Sunday, November 22, 2015

The Decorator design pattern

The Decorator is a structural design pattern and one of the so called "wrapper" patterns along with adapter, facade, proxy and bridge. The decorator allows new functionalities to be added to an object statically or dynamically without affecting the behavior of objects of the same class.  It is used often in cases where concrete implementations should be decoupled from responsibilities and behaviors or when subclassing to achieve modification is impractical/impossible. In simple terms, in the decorator pattern we wrap the object, add functionality to it and offer this new version for use.

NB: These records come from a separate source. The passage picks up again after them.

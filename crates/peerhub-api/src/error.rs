//! Maps domain `AppError` to HTTP responses.

use axum::Json;
use axum::http::StatusCode;
use axum::response::{IntoResponse, Response};
use serde::{Deserialize, Serialize};

use peerhub_core::error::{AppError, ErrorKind};

/// Standard API error response body.
#[derive(Debug, Clone, Serialize, Deserialize)]
pub struct ApiErrorResponse {
    /// Machine-readable error code.
    pub error: String,
    /// Human-readable message.
    pub message: String,
}

/// Local wrapper so the domain error can cross the axum response
/// boundary; the orphan rule forbids `impl IntoResponse for AppError`
/// here since both the trait and the type are foreign to this crate.
#[derive(Debug)]
pub struct ApiError(pub AppError);

impl From<AppError> for ApiError {
    fn from(err: AppError) -> Self {
        Self(err)
    }
}

impl IntoResponse for ApiError {
    fn into_response(self) -> Response {
        let Self(err) = self;
        let (status, error_code) = match &err.kind {
            ErrorKind::Validation => (StatusCode::BAD_REQUEST, "VALIDATION_ERROR"),
            ErrorKind::NotFound => (StatusCode::NOT_FOUND, "NOT_FOUND"),
            // 410: the room existed but is no longer joinable. Distinct
            // codes so the join screen can word each case differently.
            ErrorKind::Expired => (StatusCode::GONE, "EXPIRED"),
            ErrorKind::Inactive => (StatusCode::GONE, "INACTIVE"),
            ErrorKind::RateLimited => (StatusCode::TOO_MANY_REQUESTS, "RATE_LIMITED"),
            ErrorKind::ServiceUnavailable => {
                (StatusCode::SERVICE_UNAVAILABLE, "SERVICE_UNAVAILABLE")
            }
            ErrorKind::Storage | ErrorKind::Cache => {
                tracing::error!(error = %err.message, kind = %err.kind, "Backing store error");
                (StatusCode::SERVICE_UNAVAILABLE, "STORE_UNAVAILABLE")
            }
            _ => {
                tracing::error!(error = %err.message, kind = %err.kind, "Internal server error");
                (StatusCode::INTERNAL_SERVER_ERROR, "INTERNAL_ERROR")
            }
        };

        let body = ApiErrorResponse {
            error: error_code.to_string(),
            message: err.message.clone(),
        };

        (status, Json(body)).into_response()
    }
}

#[cfg(test)]
mod tests {
    use super::*;

    #[test]
    fn distinct_statuses_per_join_failure() {
        let not_found = ApiError::from(AppError::not_found("no such room")).into_response();
        let expired = ApiError::from(AppError::expired("room expired")).into_response();
        let limited = ApiError::from(AppError::rate_limited("slow down")).into_response();

        assert_eq!(not_found.status(), StatusCode::NOT_FOUND);
        assert_eq!(expired.status(), StatusCode::GONE);
        assert_eq!(limited.status(), StatusCode::TOO_MANY_REQUESTS);
    }
}
//! Health check handlers.

use axum::Json;
use axum::extract::State;

use peerhub_core::traits::cache::CacheProvider;

use crate::dto::response::{DetailedHealthResponse, HealthResponse};
use crate::state::AppState;

/// GET /api/health
pub async fn health() -> Json<HealthResponse> {
    Json(HealthResponse {
        status: "ok".to_string(),
        version: env!("CARGO_PKG_VERSION").to_string(),
    })
}

/// GET /api/health/detailed
pub async fn health_detailed(State(state): State<AppState>) -> Json<DetailedHealthResponse> {
    let registry = match state.rooms.health().await {
        Ok(true) => "connected",
        _ => "unavailable",
    };
    let cache = match state.cache.health_check().await {
        Ok(true) => "connected",
        _ => "unavailable",
    };

    Json(DetailedHealthResponse {
        status: "ok".to_string(),
        registry: registry.to_string(),
        cache: cache.to_string(),
    })
}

To showcase an implementation of the decorator pattern in the tutorial, we will consider the construction of a house, which can be delivered as the simple (empty) building or with additional features such as being furnished, having jacuzzi and similar options. The UML class diagram for our tutorial is depicted in the following picture:

We start our tutorial with the 'House' interface which defines a single method, buildHouse()
package com.tasosmartidis.design_patterns_tutorial.decorator;

public interface House {

    void buildHouse();
}

The interface is implemented by classes which build either concrete
package com.tasosmartidis.design_patterns_tutorial.decorator;

public class ConcreteHouse implements House {

    public void buildHouse() {
        System.out.println("Building a concrete house...");     
    }
}
or wooden houses
package com.tasosmartidis.design_patterns_tutorial.decorator;

public class WoodenHouse implements House {

    public void buildHouse() {
        System.out.println("Building a wooden house...");       
    }
}

Next comes our decorator class which implements the House interface, but leaves the buildHouse() abstract so that different classes that extend the decorator class can implement the method adding new features (alternatively the method could be overridden). The code for the decorator class is shown below:
package com.tasosmartidis.design_patterns_tutorial.decorator;


public abstract class HouseDecorator implements House {

    protected House decoratedHouse;
    
    public HouseDecorator(House decoratedHouse) {
        this.decoratedHouse = decoratedHouse;
    }
    
    public abstract void buildHouse();
}

We will now define classes which add new features and decorate the basic construction of a house. We can delivered the house furnished
package com.tasosmartidis.design_patterns_tutorial.decorator;


public class FurnishedHouse extends HouseDecorator {

    public FurnishedHouse(House decoratedHouse) {
        super(decoratedHouse); 
    }
    
    public void buildHouse() {
        decoratedHouse.buildHouse();
        decorateWithFurniture();
    }
    
    private void decorateWithFurniture() {
        System.out.println("Adding furniture to the house...");
    }
}

as well as with jacuzzi for the people that want something more premium
package com.tasosmartidis.design_patterns_tutorial.decorator;


public class HouseWithJacuzzi extends HouseDecorator {

    public HouseWithJacuzzi(House decoratedHouse) {
        super(decoratedHouse); 
    }

    public void buildHouse() {
        decoratedHouse.buildHouse();
        decorateWithJacuzzi();
    }
    
    private void decorateWithJacuzzi() {
        System.out.println("Adding jacuzzi to the house...");
    }
}

So far, so good, now let's build some houses! We will create a demo application that builds a couple of houses using different decoration, as shown in the following code snippet:
package com.tasosmartidis.design_patterns_tutorial.decorator;

public class DecoratorDemo {

    public static void main(String[] args) {
        // Build a wooden house with furniture
        System.out.println("Wooden house with furniture:");
        House woodenHouse = new WoodenHouse();      
        House furnishedHouse = new FurnishedHouse(woodenHouse);     
        furnishedHouse.buildHouse();    
        
        System.out.println();
        
        // Build a concrete house with furniture and jacuzzi
        System.out.println("Concrete house with furniture & Jacuzzi:");
        House concreteHouse = new ConcreteHouse();
        House furnishedHouseWithJacuzzi = new HouseWithJacuzzi(new FurnishedHouse(concreteHouse));      
        furnishedHouseWithJacuzzi.buildHouse();

    }
}

Running the application yields the following output:












That's all folks! The code is as always available in GitHub.